[GIVEN DATA]
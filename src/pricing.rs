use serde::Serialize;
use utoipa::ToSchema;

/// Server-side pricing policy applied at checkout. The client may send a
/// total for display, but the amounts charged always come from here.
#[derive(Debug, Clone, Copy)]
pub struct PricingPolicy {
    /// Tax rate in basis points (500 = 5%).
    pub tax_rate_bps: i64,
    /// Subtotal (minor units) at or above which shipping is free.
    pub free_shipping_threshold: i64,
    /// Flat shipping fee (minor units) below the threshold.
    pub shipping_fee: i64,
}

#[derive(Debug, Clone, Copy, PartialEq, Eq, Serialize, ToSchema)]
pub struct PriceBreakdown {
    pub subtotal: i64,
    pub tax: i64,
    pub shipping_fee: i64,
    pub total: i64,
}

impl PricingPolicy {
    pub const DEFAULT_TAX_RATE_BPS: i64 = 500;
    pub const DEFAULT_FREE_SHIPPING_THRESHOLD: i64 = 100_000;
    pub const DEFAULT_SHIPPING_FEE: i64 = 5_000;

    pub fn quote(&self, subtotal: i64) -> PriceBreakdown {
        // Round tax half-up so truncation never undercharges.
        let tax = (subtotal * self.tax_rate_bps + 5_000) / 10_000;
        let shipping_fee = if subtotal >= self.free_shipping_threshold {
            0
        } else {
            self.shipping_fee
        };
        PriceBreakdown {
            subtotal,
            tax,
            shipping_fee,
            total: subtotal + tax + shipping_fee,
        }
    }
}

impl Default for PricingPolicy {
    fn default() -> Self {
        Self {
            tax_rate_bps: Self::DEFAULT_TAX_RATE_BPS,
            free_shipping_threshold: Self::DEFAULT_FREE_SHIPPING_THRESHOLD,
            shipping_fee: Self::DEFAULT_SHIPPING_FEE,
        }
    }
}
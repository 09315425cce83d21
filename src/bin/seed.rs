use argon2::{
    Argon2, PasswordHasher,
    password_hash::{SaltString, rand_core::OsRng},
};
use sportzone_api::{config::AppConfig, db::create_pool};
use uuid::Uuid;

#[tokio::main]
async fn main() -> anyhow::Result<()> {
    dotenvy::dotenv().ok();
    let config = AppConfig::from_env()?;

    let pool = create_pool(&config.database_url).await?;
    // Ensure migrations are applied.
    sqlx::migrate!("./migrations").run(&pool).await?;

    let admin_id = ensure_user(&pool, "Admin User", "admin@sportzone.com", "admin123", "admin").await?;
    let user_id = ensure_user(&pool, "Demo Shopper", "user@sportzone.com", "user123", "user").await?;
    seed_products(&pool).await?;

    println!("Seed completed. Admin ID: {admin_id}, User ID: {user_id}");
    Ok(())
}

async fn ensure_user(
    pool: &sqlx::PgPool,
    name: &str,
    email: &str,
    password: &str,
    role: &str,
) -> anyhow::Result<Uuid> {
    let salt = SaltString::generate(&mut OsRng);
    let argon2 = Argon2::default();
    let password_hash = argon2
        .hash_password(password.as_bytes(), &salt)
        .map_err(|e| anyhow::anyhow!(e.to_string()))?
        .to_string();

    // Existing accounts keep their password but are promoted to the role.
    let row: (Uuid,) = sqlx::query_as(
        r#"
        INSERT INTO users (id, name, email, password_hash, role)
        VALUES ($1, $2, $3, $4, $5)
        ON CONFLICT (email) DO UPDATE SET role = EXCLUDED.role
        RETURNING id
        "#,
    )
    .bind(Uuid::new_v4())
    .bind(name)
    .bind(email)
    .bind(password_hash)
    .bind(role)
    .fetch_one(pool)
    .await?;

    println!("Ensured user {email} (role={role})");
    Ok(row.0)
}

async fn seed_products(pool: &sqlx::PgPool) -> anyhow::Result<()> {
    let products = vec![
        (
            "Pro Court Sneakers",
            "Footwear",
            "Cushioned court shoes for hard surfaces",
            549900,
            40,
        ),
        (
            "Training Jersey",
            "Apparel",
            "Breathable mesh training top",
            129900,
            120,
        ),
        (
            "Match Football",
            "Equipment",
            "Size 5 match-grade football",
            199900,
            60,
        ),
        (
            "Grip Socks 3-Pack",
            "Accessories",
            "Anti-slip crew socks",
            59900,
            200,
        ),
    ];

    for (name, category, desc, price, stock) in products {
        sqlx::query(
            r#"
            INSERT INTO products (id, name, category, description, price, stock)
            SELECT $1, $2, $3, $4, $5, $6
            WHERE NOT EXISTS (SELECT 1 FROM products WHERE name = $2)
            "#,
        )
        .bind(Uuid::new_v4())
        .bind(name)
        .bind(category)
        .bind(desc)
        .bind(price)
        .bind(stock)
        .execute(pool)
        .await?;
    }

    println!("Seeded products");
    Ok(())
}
[/GIVEN DATA]
### GOAL OF THE EXERCISE
All of the lines above are to be restated word for word.

### TASK OUTPUT
filename src/pricing.rs
use serde::Serialize;
use utoipa::ToSchema;

/// Server-side pricing policy applied at checkout. The client may send a
/// total for display, but the amounts charged always come from here.
#[derive(Debug, Clone, Copy)]
pub struct PricingPolicy {
    /// Tax rate in basis points (500 = 5%).
    pub tax_rate_bps: i64,
    /// Subtotal (minor units) at or above which shipping is free.
    pub free_shipping_threshold: i64,
    /// Flat shipping fee (minor units) below the threshold.
    pub shipping_fee: i64,
}

#[derive(Debug, Clone, Copy, PartialEq, Eq, Serialize, ToSchema)]
pub struct PriceBreakdown {
    pub subtotal: i64,
    pub tax: i64,
    pub shipping_fee: i64,
    pub total: i64,
}

impl PricingPolicy {
    pub const DEFAULT_TAX_RATE_BPS: i64 = 500;
    pub const DEFAULT_FREE_SHIPPING_THRESHOLD: i64 = 100_000;
    pub const DEFAULT_SHIPPING_FEE: i64 = 5_000;

    pub fn quote(&self, subtotal: i64) -> PriceBreakdown {
        // Round tax half-up so truncation never undercharges.
        let tax = (subtotal * self.tax_rate_bps + 5_000) / 10_000;
        let shipping_fee = if subtotal >= self.free_shipping_threshold {
            0
        } else {
            self.shipping_fee
        };
        PriceBreakdown {
            subtotal,
            tax,
            shipping_fee,
            total: subtotal + tax + shipping_fee,
        }
    }
}

impl Default for PricingPolicy {
    fn default() -> Self {
        Self {
            tax_rate_bps: Self::DEFAULT_TAX_RATE_BPS,
            free_shipping_threshold: Self::DEFAULT_FREE_SHIPPING_THRESHOLD,
            shipping_fee: Self::DEFAULT_SHIPPING_FEE,
        }
    }
}
repository 09315425cce83d21
filename src/bin/seed.rs
use argon2::{
    Argon2, PasswordHasher,
    password_hash::{SaltString, rand_core::OsRng},
};
use sportzone_api::{config::AppConfig, db::create_pool};
use uuid::Uuid;

#[tokio::main]
async fn main() -> anyhow::Result<()> {
    dotenvy::dotenv().ok();
    let config = AppConfig::from_env()?;

    let pool = create_pool(&config.database_url).await?;
    // Ensure migrations are applied.
    sqlx::migrate!("./migrations").run(&pool).await?;

    let admin_id = ensure_user(&pool, "Admin User", "admin@sportzone.com", "admin123", "admin").await?;
    let user_id = ensure_user(&pool, "Demo Shopper", "user@sportzone.com", "user123", "user").await?;
    seed_products(&pool).await?;

    println!("Seed completed. Admin ID: {admin_id}, User ID: {user_id}");
    Ok(())
}

async fn ensure_user(
    pool: &sqlx::PgPool,
    name: &str,
    email: &str,
    password: &str,
    role: &str,
) -> anyhow::Result<Uuid> {
    let salt = SaltString::generate(&mut OsRng);
    let argon2 = Argon2::default();
    let password_hash = argon2
        .hash_password(password.as_bytes(), &salt)
        .map_err(|e| anyhow::anyhow!(e.to_string()))?
        .to_string();

    // Existing accounts keep their password but are promoted to the role.
    let row: (Uuid,) = sqlx::query_as(
        r#"
        INSERT INTO users (id, name, email, password_hash, role)
        VALUES ($1, $2, $3, $4, $5)
        ON CONFLICT (email) DO UPDATE SET role = EXCLUDED.role
        RETURNING id
        "#,
    )
    .bind(Uuid::new_v4())
    .bind(name)
    .bind(email)
    .bind(password_hash)
    .bind(role)
    .fetch_one(pool)
    .await?;

    println!("Ensured user {email} (role={role})");
    Ok(row.0)
}

async fn seed_products(pool: &sqlx::PgPool) -> anyhow::Result<()> {
    let products = vec![
        (
            "Pro Court Sneakers",
            "Footwear",
            "Cushioned court shoes for hard surfaces",
            549900,
            40,
        ),
        (
            "Training Jersey",
            "Apparel",
            "Breathable mesh training top",
            129900,
            120,
        ),
        (
            "Match Football",
            "Equipment",
            "Size 5 match-grade football",
            199900,
            60,
        ),
        (
            "Grip Socks 3-Pack",
            "Accessories",
            "Anti-slip crew socks",
            59900,
            200,
        ),
    ];

    for (name, category, desc, price, stock) in products {
        sqlx::query(
            r#"
            INSERT INTO products (id, name, category, description, price, stock)
            SELECT $1, $2, $3, $4, $5, $6
            WHERE NOT EXISTS (SELECT 1 FROM products WHERE name = $2)
            "#,
        )
        .bind(Uuid::new_v4())
        .bind(name)
        .bind(category)
        .bind(desc)
        .bind(price)
        .bind(stock)
        .execute(pool)
        .await?;
    }

    println!("Seeded products");
    Ok(())
}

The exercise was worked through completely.